Our Thoughts

Customer service and organizational performance

Posted by David Manyanza on Nov 20 2014

In any organization every employee is serving someone. Every employee has customers to serve. Customers are the very reason for everyone's employment. For each employee, the most important thing is not knowing what to do but knowing what service to deliver to one's customers. It is very easy for employees to get swamped into implementing activities without clarity of the customers they serve and the service they deliver. Knowing the customers and the service to be delivered is key to understanding the value customers and the organization as a whole attach to the employee. Most employees think that they are employed to do things instead of to deliver services.

Understanding one's customers, the services to be delivered and delivering them in the right quantities, quality, time, and in the most economical way possible is key. It is a sure way of not only commanding one's relevance and demand in the organization but also contributing to organizational success. Invariably, an organization has two types of customers; external customers and internal customers. External customers are found in the market place and they are the primary reason for the organization's existence. Any organization exists to create and serve external customers. Organizations create and increase external customers by delivering what they value. On the other hand internal customers are employees that are served by other employees in the same organization. Getting services that meet their value pleases internal customers, reduces friction and creates a harmonious working environment

Employees in any organization serve either internal or external customers. Employees that directly deal with external customers are usually referred to as frontline staff while those who deal with internal customers are referred to as support staff. For the organization to effectively serve its external customers, both employee types must play their part by delivering the services required of them by their respective customers. Total customer service means meeting the needs and expectations of both internal and external customers all the time. However, total customer satisfaction can only be achieved if all employees can work together and assist each other to deliver the common organizational objective of delivering value to external customers.

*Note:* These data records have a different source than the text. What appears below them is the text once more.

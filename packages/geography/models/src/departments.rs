//! Peruvian department codes.
//!
//! Maps the two-digit INEI department codes to department names for the
//! 24 departments plus the constitutional province of Callao. Boundary
//! features that carry no code property get theirs from this table.

/// Department codes in INEI order.
pub const DEPARTMENT_CODES: &[&str] = &[
    "01", "02", "03", "04", "05", "06", "07", "08", "09", "10", "11", "12", "13", "14", "15", "16",
    "17", "18", "19", "20", "21", "22", "23", "24", "25",
];

/// Maps a department code to its display name.
///
/// Returns `"Desconocido"` for unrecognized codes.
#[must_use]
pub fn department_name(code: &str) -> &'static str {
    match code {
        "01" => "Amazonas",
        "02" => "Áncash",
        "03" => "Apurímac",
        "04" => "Arequipa",
        "05" => "Ayacucho",
        "06" => "Cajamarca",
        "07" => "Callao",
        "08" => "Cusco",
        "09" => "Huancavelica",
        "10" => "Huánuco",
        "11" => "Ica",
        "12" => "Junín",
        "13" => "La Libertad",
        "14" => "Lambayeque",
        "15" => "Lima",
        "16" => "Loreto",
        "17" => "Madre de Dios",
        "18" => "Moquegua",
        "19" => "Pasco",
        "20" => "Piura",
        "21" => "Puno",
        "22" => "San Martín",
        "23" => "Tacna",
        "24" => "Tumbes",
        "25" => "Ucayali",
        _ => "Desconocido",
    }
}

/// Maps a department name to its code.
///
/// Case-insensitive, ignores surrounding whitespace, and accepts names
/// written without accents (`"ANCASH"`, `"Junin"`).
#[must_use]
pub fn department_code(name: &str) -> Option<&'static str> {
    let wanted = fold(name);
    DEPARTMENT_CODES
        .iter()
        .copied()
        .find(|code| fold(department_name(code)) == wanted)
}

/// Lowercases and strips the Spanish diacritics used in department names.
fn fold(name: &str) -> String {
    name.trim()
        .to_lowercase()
        .chars()
        .map(|c| match c {
            'á' => 'a',
            'é' => 'e',
            'í' => 'i',
            'ó' => 'o',
            'ú' | 'ü' => 'u',
            other => other,
        })
        .collect()
}

#[cfg(test)]
mod tests {
    use super::*;

    #[test]
    fn department_count() {
        assert_eq!(DEPARTMENT_CODES.len(), 25);
    }

    #[test]
    fn code_roundtrip() {
        for code in DEPARTMENT_CODES {
            let name = department_name(code);
            assert_ne!(name, "Desconocido", "unknown code: {code}");
            assert_eq!(
                department_code(name),
                Some(*code),
                "roundtrip failed for {code} -> {name}"
            );
        }
    }

    #[test]
    fn unknown_values() {
        assert_eq!(department_name("99"), "Desconocido");
        assert_eq!(department_code("Atlantis"), None);
    }

    #[test]
    fn code_lookup_ignores_case_and_accents() {
        assert_eq!(department_code("ANCASH"), Some("02"));
        assert_eq!(department_code(" junin "), Some("12"));
        assert_eq!(department_code("LA LIBERTAD"), Some("13"));
    }
}
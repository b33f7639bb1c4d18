//! Viewing state of the map.

use std::str::FromStr;

use bakery_map_stock_models::StockStatus;
use serde::{Deserialize, Serialize};

use crate::config::MapConfig;

/// Which statuses are painted in their own color.
#[derive(Debug, Clone, Copy, Default, PartialEq, Eq, Hash, Serialize, Deserialize)]
#[serde(rename_all = "kebab-case", tag = "kind", content = "status")]
pub enum StatusFilter {
    /// Every region keeps its status color.
    #[default]
    All,
    /// Only regions in this status keep their color.
    Only(StockStatus),
}

impl StatusFilter {
    /// Whether a region in `status` is painted in its own color.
    #[must_use]
    pub fn admits(self, status: StockStatus) -> bool {
        match self {
            Self::All => true,
            Self::Only(wanted) => wanted == status,
        }
    }
}

impl std::fmt::Display for StatusFilter {
    fn fmt(&self, f: &mut std::fmt::Formatter<'_>) -> std::fmt::Result {
        match self {
            Self::All => f.write_str("all"),
            Self::Only(status) => write!(f, "{status}"),
        }
    }
}

/// Error returned when a filter string names no status.
#[derive(Debug, Clone, PartialEq, Eq, thiserror::Error)]
#[error("Unknown status filter: {0}")]
pub struct UnknownFilter(pub String);

impl FromStr for StatusFilter {
    type Err = UnknownFilter;

    fn from_str(s: &str) -> Result<Self, Self::Err> {
        if s.trim().eq_ignore_ascii_case("all") {
            return Ok(Self::All);
        }
        StockStatus::parse_lenient(s)
            .map(Self::Only)
            .ok_or_else(|| UnknownFilter(s.to_string()))
    }
}

/// Whether a region is currently selected.
#[derive(Debug, Clone, Copy, PartialEq, Eq, Serialize, Deserialize)]
#[serde(rename_all = "kebab-case")]
pub enum InteractionMode {
    /// Nothing selected.
    Idle,
    /// A region is selected and, in interactive mode, its popup is open.
    RegionSelected,
}

/// Zoom, center, filter and selection.
#[derive(Debug, Clone, PartialEq, Serialize, Deserialize)]
#[serde(rename_all = "camelCase")]
pub struct ViewState {
    /// Zoom level, within the configured bounds.
    pub zoom: f64,
    /// Map center as `[lon, lat]`.
    pub center: [f64; 2],
    /// Active status filter.
    pub status_filter: StatusFilter,
    /// Code of the selected region.
    pub selected: Option<String>,
}

impl ViewState {
    /// The initial state described by `config`.
    #[must_use]
    pub const fn initial(config: &MapConfig) -> Self {
        Self {
            zoom: config.zoom,
            center: config.center,
            status_filter: StatusFilter::All,
            selected: None,
        }
    }

    /// Current interaction mode.
    #[must_use]
    pub const fn mode(&self) -> InteractionMode {
        if self.selected.is_some() {
            InteractionMode::RegionSelected
        } else {
            InteractionMode::Idle
        }
    }
}
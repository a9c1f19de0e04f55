//! Wire types for the conversational-response service
//!
//! The service is stateless per call: the full transcript is resent every
//! time, together with a coarse stage hint, and the reply carries the next
//! prompt plus the end-of-session signal. Field names follow the service's
//! camelCase wire format.

use serde::{Deserialize, Serialize};

/// One message in the session transcript, tagged by speaker
#[derive(Debug, Clone, PartialEq, Eq, Serialize, Deserialize)]
pub struct Turn {
    pub role: Role,
    pub content: String,
}

impl Turn {
    /// Create a user turn
    pub fn user(text: impl Into<String>) -> Self {
        Self {
            role: Role::User,
            content: text.into(),
        }
    }

    /// Create an assistant turn
    pub fn assistant(text: impl Into<String>) -> Self {
        Self {
            role: Role::Assistant,
            content: text.into(),
        }
    }
}

/// Speaker role
#[derive(Debug, Clone, Copy, PartialEq, Eq, Serialize, Deserialize)]
#[serde(rename_all = "lowercase")]
pub enum Role {
    User,
    Assistant,
}

/// Coarse progress hint sent with every request; advisory, never
/// authoritative
#[derive(Debug, Clone, Copy, PartialEq, Eq, Serialize, Deserialize)]
#[serde(rename_all = "lowercase")]
pub enum SessionStage {
    Beginning,
    Progressing,
}

/// Request body for one service call
#[derive(Debug, Clone, PartialEq, Serialize, Deserialize)]
pub struct DialogueRequest {
    pub messages: Vec<Turn>,
    #[serde(rename = "sessionState")]
    pub session_state: SessionStage,
}

/// Reply from the service
#[derive(Debug, Clone, PartialEq, Serialize, Deserialize)]
pub struct DialogueReply {
    /// The next prompt to put to the user
    pub question: String,

    /// The service alone decides natural termination
    #[serde(rename = "shouldEnd")]
    pub should_end: bool,

    /// Diagnostic rationale; logged, never used for control flow
    #[serde(default)]
    pub reasoning: String,
}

Yet, too often, customer service is focused exclusively on external customers with hardly any consideration of the role internal customer satisfaction plays in ensuring high organizational performance. The importance of total customer service can be demonstrated by this example from the Finance Department. Frequent failure by the Finance Department to pay employees on time, due to poor performance, may have negative impact on staff including those serving external customers and thus have an adverse effect on external customers that could thwart income, funding and ultimately business or organizational sustainability.

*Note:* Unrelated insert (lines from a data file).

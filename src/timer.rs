//! PhaseTimer - generic repeating countdown
//!
//! The building block for every timed phase: ticks at a fixed real-time
//! interval until the tick callback signals stop or the timer is cancelled.
//! Backed by a spawned tokio task; the handle owns the task and aborts it on
//! cancel or drop, so no callback can outlive its phase.

use std::time::Duration;

use tokio::task::JoinHandle;
use tokio::time::{self, Instant};
use tracing::debug;

/// What the tick callback wants the timer to do next
#[derive(Debug, Clone, Copy, PartialEq, Eq)]
pub enum TickOutcome {
    /// Keep ticking
    Continue,
    /// Stop ticking and run the completion callback
    Stop,
}

/// Repeating countdown timer
///
/// At most one run is active per `PhaseTimer` value: `start` cancels any
/// previous run before installing the new one, so re-entering a phase never
/// produces duplicate ticking.
#[derive(Debug, Default)]
pub struct PhaseTimer {
    task: Option<JoinHandle<()>>,
}

impl PhaseTimer {
    pub fn new() -> Self {
        Self { task: None }
    }

    /// Start ticking every `interval`
    ///
    /// `on_tick` receives the number of elapsed ticks (starting at 1) and
    /// decides whether to continue. `on_complete` runs only after a
    /// stop-signalled tick, never after a cancel.
    pub fn start<T, D>(&mut self, interval: Duration, mut on_tick: T, on_complete: D)
    where
        T: FnMut(u64) -> TickOutcome + Send + 'static,
        D: FnOnce() + Send + 'static,
    {
        self.cancel();
        debug!(?interval, "PhaseTimer::start");

        self.task = Some(tokio::spawn(async move {
            // interval_at so the first tick lands one full interval from now
            let mut ticker = time::interval_at(Instant::now() + interval, interval);
            let mut elapsed: u64 = 0;
            loop {
                ticker.tick().await;
                elapsed += 1;
                if on_tick(elapsed) == TickOutcome::Stop {
                    break;
                }
            }
            on_complete();
        }));
    }

    /// Cancel the timer
    ///
    /// Idempotent and safe to call when not running.
    pub fn cancel(&mut self) {
        if let Some(task) = self.task.take() {
            task.abort();
            debug!("PhaseTimer::cancel: run aborted");
        }
    }

    /// Whether a run is currently active
    pub fn is_running(&self) -> bool {
        self.task.as_ref().is_some_and(|task| !task.is_finished())
    }
}

impl Drop for PhaseTimer {
    fn drop(&mut self) {
        self.cancel();
    }
}

#[cfg(test)]
mod tests {
    use super::*;
    use tokio::sync::mpsc;

    #[derive(Debug, PartialEq)]
    enum Msg {
        Tick(u64),
        Done,
    }

    #[tokio::test(start_paused = true)]
    async fn ticks_arrive_in_order() {
        let (tx, mut rx) = mpsc::unbounded_channel();
        let mut timer = PhaseTimer::new();
        timer.start(
            Duration::from_secs(1),
            move |elapsed| {
                let _ = tx.send(Msg::Tick(elapsed));
                TickOutcome::Continue
            },
            || {},
        );

        for expected in 1..=3 {
            assert_eq!(rx.recv().await, Some(Msg::Tick(expected)));
        }
        timer.cancel();
    }

    #[tokio::test(start_paused = true)]
    async fn stop_outcome_runs_completion_and_halts() {
        let (tx, mut rx) = mpsc::unbounded_channel();
        let done_tx = tx.clone();
        let mut timer = PhaseTimer::new();
        timer.start(
            Duration::from_secs(1),
            move |elapsed| {
                let _ = tx.send(Msg::Tick(elapsed));
                if elapsed == 3 { TickOutcome::Stop } else { TickOutcome::Continue }
            },
            move || {
                let _ = done_tx.send(Msg::Done);
            },
        );

        assert_eq!(rx.recv().await, Some(Msg::Tick(1)));
        assert_eq!(rx.recv().await, Some(Msg::Tick(2)));
        assert_eq!(rx.recv().await, Some(Msg::Tick(3)));
        assert_eq!(rx.recv().await, Some(Msg::Done));
        // Both senders dropped with the finished task: no further ticks possible
        assert_eq!(rx.recv().await, None);
        assert!(!timer.is_running());
    }

    #[tokio::test(start_paused = true)]
    async fn cancel_is_idempotent() {
        let mut timer = PhaseTimer::new();
        // Never started
        timer.cancel();
        timer.cancel();

        let (tx, mut rx) = mpsc::unbounded_channel();
        timer.start(
            Duration::from_secs(1),
            move |elapsed| {
                let _ = tx.send(Msg::Tick(elapsed));
                TickOutcome::Continue
            },
            || {},
        );
        timer.cancel();
        timer.cancel();

        // The aborted task dropped its sender without ever ticking
        assert_eq!(rx.recv().await, None);
        assert!(!timer.is_running());
    }

    #[tokio::test(start_paused = true)]
    async fn restart_cancels_previous_run() {
        let mut timer = PhaseTimer::new();

        let (tx_old, mut rx_old) = mpsc::unbounded_channel();
        timer.start(
            Duration::from_secs(1),
            move |elapsed| {
                let _ = tx_old.send(Msg::Tick(elapsed));
                TickOutcome::Continue
            },
            || {},
        );

        let (tx_new, mut rx_new) = mpsc::unbounded_channel();
        timer.start(
            Duration::from_secs(1),
            move |elapsed| {
                let _ = tx_new.send(Msg::Tick(elapsed));
                TickOutcome::Continue
            },
            || {},
        );

        // Only the replacement run ever ticks
        assert_eq!(rx_new.recv().await, Some(Msg::Tick(1)));
        assert_eq!(rx_old.recv().await, None);
        timer.cancel();
    }
}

The key premise in customer satisfaction is understanding the needs and meeting or exceeding the expectations of customers. These needs are found in the pre-service, during service and after service phases of the customer service delivery cycle. Good customer service entails departments identifying at the departmental and individual employee levels their external and or internal customers, the services to be delivered, customer expectations and activities to be implemented. Customer expectations represent the standards of service delivery customers want, which fall into three categories of quality, time and delivery method.